Exercise requirements: Your answer should be one number, namely how many lines in the listing below include the word "this".
****************************************
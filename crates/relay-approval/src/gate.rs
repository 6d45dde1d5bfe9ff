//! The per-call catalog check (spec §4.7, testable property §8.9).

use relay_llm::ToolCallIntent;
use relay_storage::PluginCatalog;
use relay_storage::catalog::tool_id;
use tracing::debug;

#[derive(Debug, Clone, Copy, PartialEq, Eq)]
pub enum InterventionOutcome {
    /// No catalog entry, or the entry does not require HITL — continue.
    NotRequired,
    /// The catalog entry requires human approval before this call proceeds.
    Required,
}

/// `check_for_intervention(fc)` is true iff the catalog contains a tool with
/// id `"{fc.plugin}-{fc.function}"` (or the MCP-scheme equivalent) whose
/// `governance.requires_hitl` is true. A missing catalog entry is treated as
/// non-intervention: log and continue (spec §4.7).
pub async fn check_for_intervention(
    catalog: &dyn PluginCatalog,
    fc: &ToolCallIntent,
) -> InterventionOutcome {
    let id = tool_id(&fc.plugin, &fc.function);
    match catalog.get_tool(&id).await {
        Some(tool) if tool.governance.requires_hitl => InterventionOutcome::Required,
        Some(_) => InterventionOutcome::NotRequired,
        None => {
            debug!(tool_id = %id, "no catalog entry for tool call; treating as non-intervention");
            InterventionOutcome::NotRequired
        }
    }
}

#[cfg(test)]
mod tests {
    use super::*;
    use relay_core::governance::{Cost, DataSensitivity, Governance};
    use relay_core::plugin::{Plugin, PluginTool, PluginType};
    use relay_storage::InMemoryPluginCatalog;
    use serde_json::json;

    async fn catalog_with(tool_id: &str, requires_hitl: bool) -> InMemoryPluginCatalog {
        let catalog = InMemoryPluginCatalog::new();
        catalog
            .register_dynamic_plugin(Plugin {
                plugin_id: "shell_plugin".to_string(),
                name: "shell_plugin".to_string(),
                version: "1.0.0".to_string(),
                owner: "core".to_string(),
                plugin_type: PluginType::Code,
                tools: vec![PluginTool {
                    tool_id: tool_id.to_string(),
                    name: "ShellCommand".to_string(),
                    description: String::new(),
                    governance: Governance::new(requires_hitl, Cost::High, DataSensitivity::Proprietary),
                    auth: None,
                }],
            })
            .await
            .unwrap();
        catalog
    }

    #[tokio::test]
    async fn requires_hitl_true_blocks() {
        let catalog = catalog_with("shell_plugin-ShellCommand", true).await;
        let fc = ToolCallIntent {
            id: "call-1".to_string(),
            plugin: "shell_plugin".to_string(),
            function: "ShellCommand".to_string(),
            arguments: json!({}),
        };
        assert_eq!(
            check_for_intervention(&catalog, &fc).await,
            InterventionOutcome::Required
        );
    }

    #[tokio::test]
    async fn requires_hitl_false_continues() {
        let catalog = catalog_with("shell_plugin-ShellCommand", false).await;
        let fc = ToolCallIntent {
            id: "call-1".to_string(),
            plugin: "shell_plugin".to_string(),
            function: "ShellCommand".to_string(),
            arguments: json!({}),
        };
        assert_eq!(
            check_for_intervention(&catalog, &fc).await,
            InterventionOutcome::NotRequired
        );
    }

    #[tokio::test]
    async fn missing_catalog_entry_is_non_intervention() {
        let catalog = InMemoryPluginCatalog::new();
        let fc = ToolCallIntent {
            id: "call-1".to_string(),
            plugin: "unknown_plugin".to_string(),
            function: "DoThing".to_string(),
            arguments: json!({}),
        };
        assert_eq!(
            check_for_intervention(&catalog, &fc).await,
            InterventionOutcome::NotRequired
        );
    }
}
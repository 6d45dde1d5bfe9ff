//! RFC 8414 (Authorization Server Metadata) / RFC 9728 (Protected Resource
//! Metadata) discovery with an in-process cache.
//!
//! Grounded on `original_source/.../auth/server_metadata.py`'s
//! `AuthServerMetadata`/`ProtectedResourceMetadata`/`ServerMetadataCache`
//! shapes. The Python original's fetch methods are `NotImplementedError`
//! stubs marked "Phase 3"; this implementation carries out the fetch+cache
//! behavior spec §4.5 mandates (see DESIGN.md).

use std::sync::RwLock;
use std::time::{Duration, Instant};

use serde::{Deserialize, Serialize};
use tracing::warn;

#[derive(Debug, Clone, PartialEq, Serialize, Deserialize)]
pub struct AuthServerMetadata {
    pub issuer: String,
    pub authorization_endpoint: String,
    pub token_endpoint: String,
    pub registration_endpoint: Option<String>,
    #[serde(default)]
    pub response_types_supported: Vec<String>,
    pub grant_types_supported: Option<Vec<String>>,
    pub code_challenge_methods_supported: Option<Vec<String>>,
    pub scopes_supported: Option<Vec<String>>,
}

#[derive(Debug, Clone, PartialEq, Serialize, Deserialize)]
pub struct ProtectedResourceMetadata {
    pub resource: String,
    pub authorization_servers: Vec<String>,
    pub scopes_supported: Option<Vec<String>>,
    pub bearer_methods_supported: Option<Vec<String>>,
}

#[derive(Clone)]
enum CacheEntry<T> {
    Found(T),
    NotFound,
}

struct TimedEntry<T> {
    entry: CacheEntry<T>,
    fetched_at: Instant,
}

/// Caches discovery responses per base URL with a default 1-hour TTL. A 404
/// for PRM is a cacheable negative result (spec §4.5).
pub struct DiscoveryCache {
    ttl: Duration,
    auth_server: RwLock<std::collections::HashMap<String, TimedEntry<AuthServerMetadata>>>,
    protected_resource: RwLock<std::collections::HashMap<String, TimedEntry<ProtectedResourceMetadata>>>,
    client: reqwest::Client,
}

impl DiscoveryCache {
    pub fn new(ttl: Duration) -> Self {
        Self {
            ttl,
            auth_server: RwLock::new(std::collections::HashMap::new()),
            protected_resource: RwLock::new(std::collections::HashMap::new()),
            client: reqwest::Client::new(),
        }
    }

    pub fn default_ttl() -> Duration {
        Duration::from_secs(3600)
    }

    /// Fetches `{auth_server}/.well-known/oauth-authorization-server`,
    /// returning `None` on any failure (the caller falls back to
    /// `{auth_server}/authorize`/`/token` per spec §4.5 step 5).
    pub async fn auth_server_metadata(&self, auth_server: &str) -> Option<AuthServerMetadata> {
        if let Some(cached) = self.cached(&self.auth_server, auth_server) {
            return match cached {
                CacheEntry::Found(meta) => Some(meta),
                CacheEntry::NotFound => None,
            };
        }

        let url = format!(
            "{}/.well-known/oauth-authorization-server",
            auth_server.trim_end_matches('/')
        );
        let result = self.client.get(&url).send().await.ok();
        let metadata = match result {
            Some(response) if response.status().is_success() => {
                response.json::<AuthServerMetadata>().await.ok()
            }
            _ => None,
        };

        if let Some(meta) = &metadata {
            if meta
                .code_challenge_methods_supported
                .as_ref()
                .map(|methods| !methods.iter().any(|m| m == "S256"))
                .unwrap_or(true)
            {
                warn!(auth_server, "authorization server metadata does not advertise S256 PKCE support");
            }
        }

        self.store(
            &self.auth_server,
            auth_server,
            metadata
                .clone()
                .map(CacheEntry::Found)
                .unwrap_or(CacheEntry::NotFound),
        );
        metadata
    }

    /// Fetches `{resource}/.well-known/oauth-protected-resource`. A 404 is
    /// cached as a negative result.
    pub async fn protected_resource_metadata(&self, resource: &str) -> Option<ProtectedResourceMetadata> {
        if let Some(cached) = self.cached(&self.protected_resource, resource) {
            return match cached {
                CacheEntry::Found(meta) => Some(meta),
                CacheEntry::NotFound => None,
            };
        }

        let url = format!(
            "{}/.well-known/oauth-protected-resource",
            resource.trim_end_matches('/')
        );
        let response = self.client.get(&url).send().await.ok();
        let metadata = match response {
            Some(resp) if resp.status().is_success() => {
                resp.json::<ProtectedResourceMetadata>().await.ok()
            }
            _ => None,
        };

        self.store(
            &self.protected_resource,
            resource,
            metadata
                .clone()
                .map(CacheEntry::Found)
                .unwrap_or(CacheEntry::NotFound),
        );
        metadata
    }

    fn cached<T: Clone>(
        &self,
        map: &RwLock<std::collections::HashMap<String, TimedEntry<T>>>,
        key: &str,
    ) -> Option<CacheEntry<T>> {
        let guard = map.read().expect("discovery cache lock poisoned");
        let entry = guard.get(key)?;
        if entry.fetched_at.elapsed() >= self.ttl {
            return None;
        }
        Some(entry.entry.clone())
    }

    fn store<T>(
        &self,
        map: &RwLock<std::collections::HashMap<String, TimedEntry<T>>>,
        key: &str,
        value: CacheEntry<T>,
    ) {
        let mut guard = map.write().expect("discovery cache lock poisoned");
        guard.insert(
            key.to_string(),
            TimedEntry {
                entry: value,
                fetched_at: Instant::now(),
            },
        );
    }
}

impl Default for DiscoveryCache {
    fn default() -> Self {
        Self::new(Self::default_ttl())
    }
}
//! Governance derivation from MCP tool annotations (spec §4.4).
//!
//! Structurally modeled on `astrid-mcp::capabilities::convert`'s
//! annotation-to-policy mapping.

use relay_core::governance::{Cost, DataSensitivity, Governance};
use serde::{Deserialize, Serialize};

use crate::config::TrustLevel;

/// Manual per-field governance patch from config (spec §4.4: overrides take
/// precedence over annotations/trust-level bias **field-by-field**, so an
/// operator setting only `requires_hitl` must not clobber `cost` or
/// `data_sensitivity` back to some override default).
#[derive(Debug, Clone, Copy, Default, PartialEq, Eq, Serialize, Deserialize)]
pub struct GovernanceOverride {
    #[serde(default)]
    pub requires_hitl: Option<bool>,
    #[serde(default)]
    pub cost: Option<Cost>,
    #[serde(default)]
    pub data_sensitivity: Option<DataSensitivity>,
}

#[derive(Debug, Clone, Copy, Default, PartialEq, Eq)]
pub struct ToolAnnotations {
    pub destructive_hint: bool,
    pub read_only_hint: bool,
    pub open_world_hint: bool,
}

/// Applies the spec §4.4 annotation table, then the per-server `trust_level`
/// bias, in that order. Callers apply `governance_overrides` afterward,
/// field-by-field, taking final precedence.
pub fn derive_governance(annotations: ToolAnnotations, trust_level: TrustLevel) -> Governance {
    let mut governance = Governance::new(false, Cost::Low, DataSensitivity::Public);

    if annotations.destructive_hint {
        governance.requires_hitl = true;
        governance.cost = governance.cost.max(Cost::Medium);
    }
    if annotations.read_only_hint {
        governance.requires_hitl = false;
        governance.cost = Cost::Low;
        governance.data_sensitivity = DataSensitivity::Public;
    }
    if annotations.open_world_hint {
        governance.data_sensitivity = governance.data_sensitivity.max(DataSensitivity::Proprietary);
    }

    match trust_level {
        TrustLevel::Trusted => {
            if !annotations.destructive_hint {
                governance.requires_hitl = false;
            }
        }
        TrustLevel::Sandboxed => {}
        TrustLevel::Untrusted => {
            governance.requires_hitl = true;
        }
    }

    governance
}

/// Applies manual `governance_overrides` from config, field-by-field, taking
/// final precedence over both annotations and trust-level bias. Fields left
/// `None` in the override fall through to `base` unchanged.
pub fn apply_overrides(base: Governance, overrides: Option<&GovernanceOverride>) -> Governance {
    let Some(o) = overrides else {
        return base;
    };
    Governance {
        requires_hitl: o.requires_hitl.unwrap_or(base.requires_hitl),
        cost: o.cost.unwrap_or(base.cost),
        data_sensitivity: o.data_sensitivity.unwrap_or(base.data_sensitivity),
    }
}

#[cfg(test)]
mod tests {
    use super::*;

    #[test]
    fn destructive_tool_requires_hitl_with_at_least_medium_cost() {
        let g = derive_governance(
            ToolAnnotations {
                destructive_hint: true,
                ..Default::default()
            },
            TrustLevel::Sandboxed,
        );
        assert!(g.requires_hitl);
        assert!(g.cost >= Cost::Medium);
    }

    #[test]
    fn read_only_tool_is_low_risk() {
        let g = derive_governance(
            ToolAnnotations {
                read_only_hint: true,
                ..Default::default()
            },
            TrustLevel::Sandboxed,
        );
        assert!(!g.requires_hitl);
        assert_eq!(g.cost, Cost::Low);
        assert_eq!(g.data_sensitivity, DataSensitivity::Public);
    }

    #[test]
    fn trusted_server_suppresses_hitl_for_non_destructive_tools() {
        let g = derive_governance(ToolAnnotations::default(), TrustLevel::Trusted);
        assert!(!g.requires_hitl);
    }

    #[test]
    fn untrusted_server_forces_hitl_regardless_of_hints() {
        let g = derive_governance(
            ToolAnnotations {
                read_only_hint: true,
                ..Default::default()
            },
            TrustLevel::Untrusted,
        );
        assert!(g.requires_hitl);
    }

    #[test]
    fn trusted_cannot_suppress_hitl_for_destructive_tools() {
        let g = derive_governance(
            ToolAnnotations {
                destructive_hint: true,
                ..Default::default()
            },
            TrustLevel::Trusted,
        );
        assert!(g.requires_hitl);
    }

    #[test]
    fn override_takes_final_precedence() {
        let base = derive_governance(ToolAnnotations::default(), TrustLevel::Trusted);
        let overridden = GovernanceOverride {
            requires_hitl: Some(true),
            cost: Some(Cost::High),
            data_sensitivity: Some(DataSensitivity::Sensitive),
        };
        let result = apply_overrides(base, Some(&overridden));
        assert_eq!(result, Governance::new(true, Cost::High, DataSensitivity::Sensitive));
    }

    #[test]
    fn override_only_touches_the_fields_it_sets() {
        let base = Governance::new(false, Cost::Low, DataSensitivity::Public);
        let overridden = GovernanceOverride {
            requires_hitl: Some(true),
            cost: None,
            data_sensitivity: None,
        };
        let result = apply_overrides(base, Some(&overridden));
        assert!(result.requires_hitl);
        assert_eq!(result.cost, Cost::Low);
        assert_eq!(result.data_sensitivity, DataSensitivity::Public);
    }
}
****************************************
Final answer: 2